*** DATA SUPPLIED Section Begins ***

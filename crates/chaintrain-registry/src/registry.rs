//! The [`Registry`] service object and its run bookkeeping.

use std::sync::Arc;

use chaintrain_blob::BlobStore;
use chaintrain_core::{ContentDigest, RequestHash, UploadId};
use chaintrain_crypto::{Ed25519KeyPair, Ed25519PublicKey};
use chaintrain_ledger::Ledger;
use chaintrain_state::{RegistrationRun, RegistrationState};

use crate::catalog::Catalog;
use crate::config::RegistryConfig;
use crate::error::RegistryError;
use crate::locks::KeyedLocks;
use crate::store::Store;

/// Finished upload runs kept for polling before the oldest are evicted.
pub const DEFAULT_RETAINED_RUNS: usize = 1024;

/// Registry service: owns the backends and the catalog.
///
/// Cheap to share behind an `Arc`; every field is itself shareable.
#[derive(Debug)]
pub struct Registry {
    pub(crate) blobs: Arc<dyn BlobStore>,
    pub(crate) ledger: Arc<dyn Ledger>,
    pub(crate) catalog: Catalog,
    pub(crate) config: RegistryConfig,
    pub(crate) signer: Ed25519KeyPair,
    pub(crate) runs: Store<RegistrationRun>,
    retained_runs: usize,
    /// Keyed by `(content digest, chunk size)`.
    pub(crate) inflight: KeyedLocks<(ContentDigest, u64)>,
    pub(crate) training_locks: KeyedLocks<RequestHash>,
}

impl Registry {
    /// Assemble a registry from its backends.
    pub fn new(
        blobs: Arc<dyn BlobStore>,
        ledger: Arc<dyn Ledger>,
        catalog: Catalog,
        signer: Ed25519KeyPair,
        config: RegistryConfig,
    ) -> Self {
        tracing::info!(
            blob_backend = blobs.backend(),
            ledger = ledger.chain_id(),
            catalog_backend = catalog.backend(),
            chunk_size = config.chunk_size,
            upload_concurrency = config.upload_concurrency,
            "registry initialized"
        );
        Self {
            blobs,
            ledger,
            catalog,
            config,
            signer,
            runs: Store::new(),
            retained_runs: DEFAULT_RETAINED_RUNS,
            inflight: KeyedLocks::new(),
            training_locks: KeyedLocks::new(),
        }
    }

    /// Keep at most `n` finished runs pollable.
    pub fn with_retained_runs(mut self, n: usize) -> Self {
        self.retained_runs = n;
        self
    }

    /// Record index.
    pub fn catalog(&self) -> &Catalog {
        &self.catalog
    }

    /// Blob store backend.
    pub fn blobs(&self) -> &Arc<dyn BlobStore> {
        &self.blobs
    }

    /// Ledger backend.
    pub fn ledger(&self) -> &Arc<dyn Ledger> {
        &self.ledger
    }

    /// Active configuration.
    pub fn config(&self) -> &RegistryConfig {
        &self.config
    }

    /// Public half of the service signing key.
    pub fn public_key(&self) -> Ed25519PublicKey {
        self.signer.public_key()
    }

    /// Snapshot of an upload's pipeline run.
    pub fn upload_run(&self, id: &UploadId) -> Option<RegistrationRun> {
        self.runs.get(id.as_str())
    }

    /// Number of registrations currently holding or waiting on a
    /// fingerprint lock.
    pub fn inflight_registrations(&self) -> usize {
        self.inflight.active()
    }

    /// Start a fresh run. A run that is still going under the same id is a
    /// conflict; a finished one is replaced.
    pub(crate) fn begin_run(&self, id: &UploadId) -> Result<(), RegistryError> {
        let mut run = RegistrationRun::new(id.clone());
        run.try_transition(RegistrationState::Chunking)?;
        self.runs
            .insert_unless(id.as_str(), run, |existing| !existing.is_terminal())
            .map_err(|_| RegistryError::Conflict(format!("upload {id} is already in progress")))?;
        let evicted = self.runs.evict_oldest(
            self.retained_runs,
            RegistrationRun::is_terminal,
            |run| run.started_at,
        );
        if evicted > 0 {
            tracing::debug!(evicted, "finished upload runs evicted");
        }
        Ok(())
    }

    pub(crate) fn advance(
        &self,
        id: &UploadId,
        to: RegistrationState,
    ) -> Result<(), RegistryError> {
        match self.runs.modify(id.as_str(), |run| run.try_transition(to)) {
            Some(result) => {
                result?;
                tracing::debug!(upload_id = %id, state = %to, "registration advanced");
                Ok(())
            }
            None => Err(RegistryError::Internal(format!("run {id} disappeared"))),
        }
    }

    pub(crate) fn progress(&self, id: &UploadId, message: impl Into<String>, percent: Option<u8>) {
        let message = message.into();
        self.runs
            .modify(id.as_str(), |run| run.record_progress(message, percent));
    }
}

/// Marks a run failed if dropped while armed, which covers both error
/// returns and a dropped future.
pub(crate) struct RunGuard {
    runs: Store<RegistrationRun>,
    id: UploadId,
    armed: bool,
}

impl RunGuard {
    pub(crate) fn new(runs: Store<RegistrationRun>, id: UploadId) -> Self {
        Self {
            runs,
            id,
            armed: true,
        }
    }

    pub(crate) fn fail(mut self, reason: &str) {
        self.mark_failed(reason);
        self.armed = false;
    }

    pub(crate) fn disarm(mut self) {
        self.armed = false;
    }

    fn mark_failed(&self, reason: &str) {
        self.runs.modify(self.id.as_str(), |run| {
            if let Err(e) = run.fail(reason) {
                tracing::debug!(upload_id = %run.upload_id, error = %e, "run already finished");
            }
        });
    }
}

impl Drop for RunGuard {
    fn drop(&mut self) {
        if self.armed {
            self.mark_failed("registration cancelled");
        }
    }
}
//! # Server Configuration
//!
//! Every knob comes from an environment variable with a default suited to a
//! local run next to the dashboard:
//!
//! | Variable                | Default                      |
//! |-------------------------|------------------------------|
//! | `PORT`                  | `8000`                       |
//! | `BIND_ADDR`             | `127.0.0.1`                  |
//! | `AUTH_TOKEN`            | unset (auth disabled)        |
//! | `MAX_UPLOAD_BYTES`      | 256 MiB                      |
//! | `CORS_ORIGINS`          | the dashboard dev origins    |
//! | `DATASET_ROOT`          | `./datasets`                 |
//! | `DATA_DIR`              | `./data`                     |
//! | `DATABASE_URL`          | unset (file catalog)         |
//! | `FINALITY_TIMEOUT_SECS` | `30`                         |
//! | `SIGNING_KEY_HEX`       | unset (ephemeral key)        |
//! | `CHUNK_SIZE`            | 1 MiB                        |
//! | `UPLOAD_CONCURRENCY`    | `4`                          |
//! | `PROOF_SAMPLES`         | `16`                         |
//!
//! Blob store variables (`BLOB_*`) are read by
//! [`BlobStoreConfig::from_env`].

use std::net::IpAddr;
use std::path::PathBuf;
use std::time::Duration;

use chaintrain_blob::BlobStoreConfig;
use chaintrain_registry::RegistryConfig;
use thiserror::Error;

use crate::auth::SecretString;

/// Origins the dashboard is served from during development.
pub const DEFAULT_CORS_ORIGINS: [&str; 5] = [
    "http://localhost:3000",
    "http://127.0.0.1:3000",
    "http://localhost:3001",
    "http://127.0.0.1:8000",
    "http://localhost",
];

pub const DEFAULT_MAX_UPLOAD_BYTES: usize = 256 * 1024 * 1024;

/// Configuration errors.
#[derive(Debug, Error)]
pub enum ConfigError {
    #[error("invalid value for {var}: {value:?} ({reason})")]
    Invalid {
        var: &'static str,
        value: String,
        reason: String,
    },
    #[error(transparent)]
    Blob(#[from] chaintrain_blob::ConfigError),
}

/// Server configuration.
///
/// Custom `Debug` redacts every secret.
#[derive(Clone)]
pub struct AppConfig {
    pub port: u16,
    pub bind_addr: IpAddr,
    /// Static bearer token. `None` disables authentication.
    pub auth_token: Option<SecretString>,
    pub max_upload_bytes: usize,
    pub cors_origins: Vec<String>,
    /// Directory `datasetPath` form fields are resolved against.
    pub dataset_root: PathBuf,
    /// Catalog files and the ledger journal live here.
    pub data_dir: PathBuf,
    pub database_url: Option<SecretString>,
    /// Hex Ed25519 seed for the training signer.
    pub signing_key_hex: Option<SecretString>,
    pub registry: RegistryConfig,
    pub blob: BlobStoreConfig,
}

impl std::fmt::Debug for AppConfig {
    fn fmt(&self, f: &mut std::fmt::Formatter<'_>) -> std::fmt::Result {
        f.debug_struct("AppConfig")
            .field("port", &self.port)
            .field("bind_addr", &self.bind_addr)
            .field("auth_token", &self.auth_token)
            .field("max_upload_bytes", &self.max_upload_bytes)
            .field("cors_origins", &self.cors_origins)
            .field("dataset_root", &self.dataset_root)
            .field("data_dir", &self.data_dir)
            .field("database_url", &self.database_url)
            .field("signing_key_hex", &self.signing_key_hex)
            .field("registry", &self.registry)
            .field("blob", &self.blob)
            .finish()
    }
}

impl AppConfig {
    /// Read the process environment.
    pub fn from_env() -> Result<Self, ConfigError> {
        let blob = BlobStoreConfig::from_env()?;
        Self::from_lookup(|var| std::env::var(var).ok(), blob)
    }

    /// Build from an arbitrary variable lookup.
    pub fn from_lookup<F>(lookup: F, blob: BlobStoreConfig) -> Result<Self, ConfigError>
    where
        F: Fn(&str) -> Option<String>,
    {
        let get = |var: &str| lookup(var).filter(|v| !v.trim().is_empty());

        let mut registry = RegistryConfig::default();
        registry.chunk_size = parse(&get, "CHUNK_SIZE", registry.chunk_size)?;
        registry.upload_concurrency =
            parse(&get, "UPLOAD_CONCURRENCY", registry.upload_concurrency)?;
        registry.proof_samples = parse(&get, "PROOF_SAMPLES", registry.proof_samples)?;
        let finality_secs = parse(
            &get,
            "FINALITY_TIMEOUT_SECS",
            registry.finality.timeout.as_secs(),
        )?;
        registry.finality.timeout = Duration::from_secs(finality_secs);

        for (var, value) in [
            ("CHUNK_SIZE", registry.chunk_size),
            ("UPLOAD_CONCURRENCY", registry.upload_concurrency),
            ("PROOF_SAMPLES", registry.proof_samples),
        ] {
            if value == 0 {
                return Err(ConfigError::Invalid {
                    var,
                    value: "0".into(),
                    reason: "must be positive".into(),
                });
            }
        }

        let cors_origins = match get("CORS_ORIGINS") {
            Some(raw) => raw
                .split(',')
                .map(str::trim)
                .filter(|o| !o.is_empty())
                .map(String::from)
                .collect(),
            None => DEFAULT_CORS_ORIGINS.iter().map(|o| o.to_string()).collect(),
        };

        Ok(Self {
            port: parse(&get, "PORT", 8000)?,
            bind_addr: parse(&get, "BIND_ADDR", IpAddr::from([127, 0, 0, 1]))?,
            auth_token: get("AUTH_TOKEN").map(SecretString::new),
            max_upload_bytes: parse(&get, "MAX_UPLOAD_BYTES", DEFAULT_MAX_UPLOAD_BYTES)?,
            cors_origins,
            dataset_root: get("DATASET_ROOT")
                .map(PathBuf::from)
                .unwrap_or_else(|| PathBuf::from("./datasets")),
            data_dir: get("DATA_DIR")
                .map(PathBuf::from)
                .unwrap_or_else(|| PathBuf::from("./data")),
            database_url: get("DATABASE_URL").map(SecretString::new),
            signing_key_hex: get("SIGNING_KEY_HEX").map(SecretString::new),
            registry,
            blob,
        })
    }
}

fn parse<T, G>(get: &G, var: &'static str, default: T) -> Result<T, ConfigError>
where
    T: std::str::FromStr,
    T::Err: std::fmt::Display,
    G: Fn(&str) -> Option<String>,
{
    match get(var) {
        Some(raw) => raw.trim().parse().map_err(|e: T::Err| ConfigError::Invalid {
            var,
            value: raw.clone(),
            reason: e.to_string(),
        }),
        None => Ok(default),
    }
}
//! # Startup Wiring
//!
//! Turns an [`AppConfig`] into a ready [`AppState`]: opens the blob store,
//! the ledger journal and the catalog backend, loads the signing key, and
//! hydrates the catalog.

use std::sync::Arc;

use chaintrain_blob::BlobError;
use chaintrain_crypto::{CryptoError, Ed25519KeyPair};
use chaintrain_ledger::{JournalLedger, LedgerError};
use chaintrain_registry::{Catalog, FileKv, KeyValueStore, KvError, Registry, RegistryError};
use thiserror::Error;

use crate::config::AppConfig;
use crate::db::{self, PgKv};
use crate::state::AppState;

/// Ledger journal chain identifier.
pub const CHAIN_ID: &str = "chaintrain-local";

/// Startup failures.
#[derive(Debug, Error)]
pub enum BootstrapError {
    #[error("cannot create data directory {path}: {source}")]
    DataDir {
        path: String,
        source: std::io::Error,
    },
    #[error("database: {0}")]
    Database(#[from] sqlx::Error),
    #[error("catalog store: {0}")]
    Kv(#[from] KvError),
    #[error("catalog: {0}")]
    Catalog(#[from] RegistryError),
    #[error("blob store: {0}")]
    Blob(#[from] BlobError),
    #[error("ledger: {0}")]
    Ledger(#[from] LedgerError),
    #[error("SIGNING_KEY_HEX: {0}")]
    SigningKey(#[from] CryptoError),
}

/// Build application state from configuration.
pub async fn bootstrap(config: AppConfig) -> Result<AppState, BootstrapError> {
    tokio::fs::create_dir_all(&config.data_dir)
        .await
        .map_err(|source| BootstrapError::DataDir {
            path: config.data_dir.display().to_string(),
            source,
        })?;

    let kv: Arc<dyn KeyValueStore> = match &config.database_url {
        Some(url) => Arc::new(PgKv::new(db::init_pool(url.expose()).await?)),
        None => {
            tracing::warn!(
                data_dir = %config.data_dir.display(),
                "DATABASE_URL not set; catalog kept in JSON files"
            );
            Arc::new(FileKv::open(config.data_dir.join("catalog"))?)
        }
    };
    let catalog = Catalog::load(kv).await?;

    let blobs = chaintrain_blob::open(&config.blob)?;
    let ledger = Arc::new(JournalLedger::open(
        CHAIN_ID,
        config.data_dir.join("ledger.jsonl"),
    )?);

    let signer = match &config.signing_key_hex {
        Some(hex) => Ed25519KeyPair::from_seed_hex(hex.expose())?,
        None => {
            tracing::warn!(
                "SIGNING_KEY_HEX not set; using an ephemeral training key. \
                 Training records signed now will not verify after a restart."
            );
            Ed25519KeyPair::generate()
        }
    };

    let registry = Registry::new(blobs, ledger, catalog, signer, config.registry);
    Ok(AppState::new(registry, config))
}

*** DATA SUPPLIED Section Ends ***

### EXERCISE DETAILS
When you reach the line in the material above that holds "pub(crate) fn begin_run(&self, id: &UploadId)", begin reproducing lines exactly, and stop after the line that holds "tracing::debug!(upload_id = %id, state".

### RESPONSE TO THIS TASK
    pub(crate) fn begin_run(&self, id: &UploadId) -> Result<(), RegistryError> {
        let mut run = RegistrationRun::new(id.clone());
        run.try_transition(RegistrationState::Chunking)?;
        self.runs
            .insert_unless(id.as_str(), run, |existing| !existing.is_terminal())
            .map_err(|_| RegistryError::Conflict(format!("upload {id} is already in progress")))?;
        let evicted = self.runs.evict_oldest(
            self.retained_runs,
            RegistrationRun::is_terminal,
            |run| run.started_at,
        );
        if evicted > 0 {
            tracing::debug!(evicted, "finished upload runs evicted");
        }
        Ok(())
    }

    pub(crate) fn advance(
        &self,
        id: &UploadId,
        to: RegistrationState,
    ) -> Result<(), RegistryError> {
        match self.runs.modify(id.as_str(), |run| run.try_transition(to)) {
            Some(result) => {
                result?;
                tracing::debug!(upload_id = %id, state = %to, "registration advanced");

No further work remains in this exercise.